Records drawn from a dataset
====================

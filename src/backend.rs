use crate::app::{BackendEvent, BackendTask};
use crate::infra::ChezmoiClient;
use std::sync::Arc;
use tokio::sync::mpsc::{UnboundedReceiver, UnboundedSender};

/// Runs fire-and-forget captured commands off the event loop. Results come
/// back as `BackendEvent`s; the worker never touches `App`.
pub(crate) async fn worker_loop(
    client: Arc<dyn ChezmoiClient>,
    mut task_rx: UnboundedReceiver<BackendTask>,
    event_tx: UnboundedSender<BackendEvent>,
) {
    while let Some(task) = task_rx.recv().await {
        let event = match task {
            BackendTask::RunAction { request } => {
                let c = client.clone();
                let req = request.clone();
                let result = tokio::task::spawn_blocking(move || c.run(&req)).await;
                match result {
                    Ok(Ok(result)) => {
                        tracing::info!(
                            action = request.action.label(),
                            exit = result.exit_code,
                            duration_ms = result.duration_ms,
                            "background action finished"
                        );
                        BackendEvent::ActionFinished { request, result }
                    }
                    other => {
                        let message = flatten_error(other);
                        tracing::warn!(action = request.action.label(), %message, "background action failed");
                        BackendEvent::Error {
                            context: request.action.label().to_string(),
                            message,
                        }
                    }
                }
            }
            BackendTask::Status => {
                let c = client.clone();
                let result = tokio::task::spawn_blocking(move || c.status()).await;
                match result {
                    Ok(Ok(result)) => BackendEvent::StatusChecked { result },
                    other => {
                        let message = flatten_error(other);
                        tracing::warn!(%message, "status probe failed");
                        BackendEvent::Error {
                            context: "status".to_string(),
                            message,
                        }
                    }
                }
            }
        };

        if event_tx.send(event).is_err() {
            break;
        }
    }
}

fn flatten_error<T>(
    res: std::result::Result<crate::error::Result<T>, tokio::task::JoinError>,
) -> String {
    match res {
        Ok(Ok(_)) => "ok".to_string(),
        Ok(Err(err)) => err.to_string(),
        Err(err) => format!("join error: {err}"),
    }
}
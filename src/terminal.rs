use anyhow::{Context, Result};
use crossterm::execute;
use crossterm::terminal::{
    EnterAlternateScreen, LeaveAlternateScreen, disable_raw_mode, enable_raw_mode,
};
use ratatui::Terminal;
use ratatui::backend::CrosstermBackend;
use std::io;

pub(crate) type Tui = Terminal<CrosstermBackend<io::Stdout>>;

/// Enters raw mode and the alternate screen, and makes sure a panic leaves
/// the user's shell usable.
pub(crate) fn init_terminal() -> Result<Tui> {
    setup_terminal()?;

    let original_hook = std::panic::take_hook();
    std::panic::set_hook(Box::new(move |info| {
        let _ = disable_raw_mode();
        let _ = execute!(io::stdout(), LeaveAlternateScreen);
        original_hook(info);
    }));

    Terminal::new(CrosstermBackend::new(io::stdout())).context("failed to create terminal")
}

pub(crate) fn setup_terminal() -> Result<()> {
    enable_raw_mode().context("failed to enable raw mode")?;
    execute!(io::stdout(), EnterAlternateScreen).context("failed to enter alternate screen")?;
    Ok(())
}

/// Hands the terminal back in cooked mode, either on exit or before a
/// screen-taking subprocess starts.
pub(crate) fn restore_terminal(terminal: &mut Tui) -> Result<()> {
    disable_raw_mode().context("failed to disable raw mode")?;
    execute!(terminal.backend_mut(), LeaveAlternateScreen)
        .context("failed to leave alternate screen")?;
    terminal.show_cursor().context("failed to show cursor")?;
    Ok(())
}
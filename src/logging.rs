use anyhow::{Context, Result};
use std::fs::File;
use std::io;
use std::path::PathBuf;
use std::sync::Mutex;
use tracing_subscriber::EnvFilter;

pub const LOG_PATH_ENV: &str = "CHEZ_TUI_LOG";

/// The TUI owns stdout, so events only go somewhere when `CHEZ_TUI_LOG`
/// names a file. `RUST_LOG` overrides the default `info` filter.
pub fn init_tracing() -> Result<()> {
    let filter = EnvFilter::try_from_default_env().unwrap_or_else(|_| EnvFilter::new("info"));

    match log_path() {
        Some(path) => {
            let file = File::options()
                .create(true)
                .append(true)
                .open(&path)
                .with_context(|| format!("failed to open log file: {}", path.display()))?;
            let _ = tracing_subscriber::fmt()
                .with_env_filter(filter)
                .with_ansi(false)
                .with_writer(Mutex::new(file))
                .try_init();
        }
        None => {
            let _ = tracing_subscriber::fmt()
                .with_env_filter(filter)
                .with_writer(io::sink)
                .try_init();
        }
    }

    Ok(())
}

fn log_path() -> Option<PathBuf> {
    parse_log_path(std::env::var(LOG_PATH_ENV).ok())
}

fn parse_log_path(value: Option<String>) -> Option<PathBuf> {
    value
        .map(|raw| raw.trim().to_string())
        .filter(|raw| !raw.is_empty())
        .map(PathBuf::from)
}
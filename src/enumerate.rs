//! Module export enumeration
//!
//! Walks a bound module's function table in declaration order and yields one
//! [`ExportTarget`] per exported name. Imported functions are skipped. A
//! function that fails to compile, or whose module start function fails, is
//! reported and skipped without stopping the walk.

use tracing::debug;

use crate::config::StartPolicy;
use crate::error::{HarnessError, HarnessResult};
use crate::report::Reporter;
use crate::runtime::BoundModule;
use crate::target::ExportTarget;

pub struct ModuleFunctionEnumerator {
    policy: StartPolicy,
    function: usize,
    name: usize,
    started: bool,
}

impl ModuleFunctionEnumerator {
    pub fn new(policy: StartPolicy) -> Self {
        Self {
            policy,
            function: 0,
            name: 0,
            started: false,
        }
    }

    /// Prepare and return the next exported name, or `None` when done
    ///
    /// The returned target borrows the module until it is dropped, so targets
    /// are benchmarked one at a time in declaration order.
    pub fn next_target<'m>(
        &mut self,
        module: &'m mut dyn BoundModule,
        reporter: &mut Reporter,
    ) -> HarnessResult<Option<ExportTarget<'m>>> {
        loop {
            let (index, name, compiled) = match self.advance(module) {
                Some(next) => next,
                None => return Ok(None),
            };
            let label = format!("Wasm {}", name);

            if !compiled {
                debug!(function = %name, "compiling");
                if let Err(e) = module.compile(index) {
                    let err = HarnessError::Compile {
                        function: name,
                        message: e.message,
                    };
                    reporter.error(&label, &err)?;
                    continue;
                }
            }

            if self.start_required(module) {
                debug!(function = %name, "running start function");
                if let Err(e) = module.run_start() {
                    let err = HarnessError::Start {
                        function: name,
                        message: e.message,
                    };
                    reporter.error(&label, &err)?;
                    continue;
                }
                self.started = true;
            }

            return Ok(Some(ExportTarget::new(module, index, &name)));
        }
    }

    /// Move the cursor to the next exported name
    fn advance(&mut self, module: &dyn BoundModule) -> Option<(usize, String, bool)> {
        let functions = module.functions();
        loop {
            let info = functions.get(self.function)?;
            if info.imported {
                self.function += 1;
                self.name = 0;
                continue;
            }
            match info.names.get(self.name) {
                Some(name) => {
                    self.name += 1;
                    return Some((self.function, name.clone(), info.compiled));
                }
                None => {
                    self.function += 1;
                    self.name = 0;
                }
            }
        }
    }

    fn start_required(&self, module: &dyn BoundModule) -> bool {
        match self.policy {
            StartPolicy::PerExport => module.declares_start(),
            StartPolicy::OncePerModule => !self.started && module.declares_start(),
        }
    }
}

====================

- What you should do
Each entry is to be output exactly as it was written.

- Task output
filename src/backend.rs
use crate::app::{BackendEvent, BackendTask};
use crate::infra::ChezmoiClient;
use std::sync::Arc;
use tokio::sync::mpsc::{UnboundedReceiver, UnboundedSender};

/// Runs fire-and-forget captured commands off the event loop. Results come
/// back as `BackendEvent`s; the worker never touches `App`.
pub(crate) async fn worker_loop(
    client: Arc<dyn ChezmoiClient>,
    mut task_rx: UnboundedReceiver<BackendTask>,
    event_tx: UnboundedSender<BackendEvent>,
) {
    while let Some(task) = task_rx.recv().await {
        let event = match task {
            BackendTask::RunAction { request } => {
                let c = client.clone();
                let req = request.clone();
                let result = tokio::task::spawn_blocking(move || c.run(&req)).await;
                match result {
                    Ok(Ok(result)) => {
                        tracing::info!(
                            action = request.action.label(),
                            exit = result.exit_code,
                            duration_ms = result.duration_ms,
                            "background action finished"
                        );
                        BackendEvent::ActionFinished { request, result }
                    }
                    other => {
                        let message = flatten_error(other);
                        tracing::warn!(action = request.action.label(), %message, "background action failed");
                        BackendEvent::Error {
                            context: request.action.label().to_string(),
                            message,
                        }
                    }
                }
            }
            BackendTask::Status => {
                let c = client.clone();
                let result = tokio::task::spawn_blocking(move || c.status()).await;
                match result {
                    Ok(Ok(result)) => BackendEvent::StatusChecked { result },
                    other => {
                        let message = flatten_error(other);
                        tracing::warn!(%message, "status probe failed");
                        BackendEvent::Error {
                            context: "status".to_string(),
                            message,
                        }
                    }
                }
            }
        };

        if event_tx.send(event).is_err() {
            break;
        }
    }
}

fn flatten_error<T>(
    res: std::result::Result<crate::error::Result<T>, tokio::task::JoinError>,
) -> String {
    match res {
        Ok(Ok(_)) => "ok".to_string(),
        Ok(Err(err)) => err.to_string(),
        Err(err) => format!("join error: {err}"),
    }
}
filename src/terminal.rs
use anyhow::{Context, Result};
use crossterm::execute;
use crossterm::terminal::{
    EnterAlternateScreen, LeaveAlternateScreen, disable_raw_mode, enable_raw_mode,
};
use ratatui::Terminal;
use ratatui::backend::CrosstermBackend;
use std::io;

pub(crate) type Tui = Terminal<CrosstermBackend<io::Stdout>>;

/// Enters raw mode and the alternate screen, and makes sure a panic leaves
/// the user's shell usable.
pub(crate) fn init_terminal() -> Result<Tui> {
    setup_terminal()?;

    let original_hook = std::panic::take_hook();
    std::panic::set_hook(Box::new(move |info| {
        let _ = disable_raw_mode();
        let _ = execute!(io::stdout(), LeaveAlternateScreen);
        original_hook(info);
    }));

    Terminal::new(CrosstermBackend::new(io::stdout())).context("failed to create terminal")
}

pub(crate) fn setup_terminal() -> Result<()> {
    enable_raw_mode().context("failed to enable raw mode")?;
    execute!(io::stdout(), EnterAlternateScreen).context("failed to enter alternate screen")?;
    Ok(())
}

/// Hands the terminal back in cooked mode, either on exit or before a
/// screen-taking subprocess starts.
pub(crate) fn restore_terminal(terminal: &mut Tui) -> Result<()> {
    disable_raw_mode().context("failed to disable raw mode")?;
    execute!(terminal.backend_mut(), LeaveAlternateScreen)
        .context("failed to leave alternate screen")?;
    terminal.show_cursor().context("failed to show cursor")?;
    Ok(())
}
filename src/logging.rs
use anyhow::{Context, Result};
use std::fs::File;
use std::io;
use std::path::PathBuf;
use std::sync::Mutex;
use tracing_subscriber::EnvFilter;

pub const LOG_PATH_ENV: &str = "CHEZ_TUI_LOG";

/// The TUI owns stdout, so events only go somewhere when `CHEZ_TUI_LOG`
/// names a file. `RUST_LOG` overrides the default `info` filter.
pub fn init_tracing() -> Result<()> {
    let filter = EnvFilter::try_from_default_env().unwrap_or_else(|_| EnvFilter::new("info"));

    match log_path() {
        Some(path) => {
            let file = File::options()
                .create(true)
                .append(true)
                .open(&path)
                .with_context(|| format!("failed to open log file: {}", path.display()))?;
            let _ = tracing_subscriber::fmt()
                .with_env_filter(filter)
                .with_ansi(false)
                .with_writer(Mutex::new(file))
                .try_init();
        }
        None => {
            let _ = tracing_subscriber::fmt()
                .with_env_filter(filter)
                .with_writer(io::sink)
                .try_init();
        }
    }

    Ok(())
}

fn log_path() -> Option<PathBuf> {
    parse_log_path(std::env::var(LOG_PATH_ENV).ok())
}

fn parse_log_path(value: Option<String>) -> Option<PathBuf> {
    value
        .map(|raw| raw.trim().to_string())
        .filter(|raw| !raw.is_empty())
        .map(PathBuf::from)
}
filename src/enumerate.rs
//! Module export enumeration
//!
//! Walks a bound module's function table in declaration order and yields one
//! [`ExportTarget`] per exported name. Imported functions are skipped. A
//! function that fails to compile, or whose module start function fails, is
//! reported and skipped without stopping the walk.

use tracing::debug;

use crate::config::StartPolicy;
use crate::error::{HarnessError, HarnessResult};
use crate::report::Reporter;
use crate::runtime::BoundModule;
use crate::target::ExportTarget;

pub struct ModuleFunctionEnumerator {
    policy: StartPolicy,
    function: usize,
    name: usize,
    started: bool,
}

impl ModuleFunctionEnumerator {
    pub fn new(policy: StartPolicy) -> Self {
        Self {
            policy,
            function: 0,
            name: 0,
            started: false,
        }
    }

    /// Prepare and return the next exported name, or `None` when done
    ///
    /// The returned target borrows the module until it is dropped, so targets
    /// are benchmarked one at a time in declaration order.
    pub fn next_target<'m>(
        &mut self,
        module: &'m mut dyn BoundModule,
        reporter: &mut Reporter,
    ) -> HarnessResult<Option<ExportTarget<'m>>> {
        loop {
            let (index, name, compiled) = match self.advance(module) {
                Some(next) => next,
                None => return Ok(None),
            };
            let label = format!("Wasm {}", name);

            if !compiled {
                debug!(function = %name, "compiling");
                if let Err(e) = module.compile(index) {
                    let err = HarnessError::Compile {
                        function: name,
                        message: e.message,
                    };
                    reporter.error(&label, &err)?;
                    continue;
                }
            }

            if self.start_required(module) {
                debug!(function = %name, "running start function");
                if let Err(e) = module.run_start() {
                    let err = HarnessError::Start {
                        function: name,
                        message: e.message,
                    };
                    reporter.error(&label, &err)?;
                    continue;
                }
                self.started = true;
            }

            return Ok(Some(ExportTarget::new(module, index, &name)));
        }
    }

    /// Move the cursor to the next exported name
    fn advance(&mut self, module: &dyn BoundModule) -> Option<(usize, String, bool)> {
        let functions = module.functions();
        loop {
            let info = functions.get(self.function)?;
            if info.imported {
                self.function += 1;
                self.name = 0;
                continue;
            }
            match info.names.get(self.name) {
                Some(name) => {
                    self.name += 1;
                    return Some((self.function, name.clone(), info.compiled));
                }
                None => {
                    self.function += 1;
                    self.name = 0;
                }
            }
        }
    }

    fn start_required(&self, module: &dyn BoundModule) -> bool {
        match self.policy {
            StartPolicy::PerExport => module.declares_start(),
            StartPolicy::OncePerModule => !self.started && module.declares_start(),
        }
    }
}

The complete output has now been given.